§ **Information shown**

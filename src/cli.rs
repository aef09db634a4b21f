/*
 * Copyright (C) 2026 Mark Wells Dev
 *
 * This program is free software: you can redistribute it and/or modify
 * it under the terms of the GNU General Public License as published by
 * the Free Software Foundation, either version 3 of the License, or
 * (at your option) any later version.
 *
 * This program is distributed in the hope that it will be useful,
 * but WITHOUT ANY WARRANTY; without even the implied warranty of
 * MERCHANTABILITY or FITNESS FOR A PARTICULAR PURPOSE.  See the
 * GNU General Public License for more details.
 *
 * You should have received a copy of the GNU General Public License
 * along with this program.  If not, see <https://www.gnu.org/licenses/>.
 */

//! CLI utilities for terminal output formatting and colors.

use crossterm::tty::IsTty;
use std::fmt::Write;
use std::io::stderr;

use crate::parameters::BuildParameters;

/// Configuration for color output
#[derive(Debug, Clone)]
pub struct ColorConfig {
    pub enabled: bool,
}

impl ColorConfig {
    /// Create a new ColorConfig, auto-detecting a TTY on stderr unless nocolor is true
    pub fn new(nocolor: bool) -> Self {
        Self {
            enabled: !nocolor && stderr().is_tty(),
        }
    }

    fn paint(&self, code: &str, s: &str) -> String {
        if self.enabled {
            format!("\x1b[{code}m{s}\x1b[0m")
        } else {
            s.to_string()
        }
    }

    /// Green (success)
    pub fn green(&self, s: &str) -> String {
        self.paint("32", s)
    }

    /// Red (errors)
    pub fn red(&self, s: &str) -> String {
        self.paint("31", s)
    }

    /// Cyan (values)
    pub fn cyan(&self, s: &str) -> String {
        self.paint("36", s)
    }

    /// Bold text
    pub fn bold(&self, s: &str) -> String {
        self.paint("1", s)
    }
}

/// Render the resolved build plan as aligned `label value` lines
pub fn render_summary(colors: &ColorConfig, params: &BuildParameters) -> String {
    let mut rows = vec![
        ("Target", params.target_platform.to_string()),
        ("Builder", params.builder_platform.to_string()),
        ("Editor", params.engine_version.clone()),
        (
            "Version",
            format!("{} ({})", params.build_version, params.versioning_strategy),
        ),
        ("Image", params.image.clone()),
        (
            "Output",
            params.build_path.join(&params.build_file).display().to_string(),
        ),
    ];
    if let Some(code) = &params.android_version_code {
        rows.push(("Android code", code.clone()));
    }

    let width = rows.iter().map(|(label, _)| label.len()).max().unwrap_or(0);
    let mut out = String::new();
    for (label, value) in rows {
        let label = format!("{label:<width$}");
        let _ = writeln!(out, "{} {}", colors.bold(&label), colors.cyan(&value));
    }
    out
}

§ **Work instructions**
Out of the records above, pick each line that contains the string "width".

§ **Output of the task**
    let width = rows.iter().map(|(label, _)| label.len()).max().unwrap_or(0);
        let label = format!("{label:<width$}");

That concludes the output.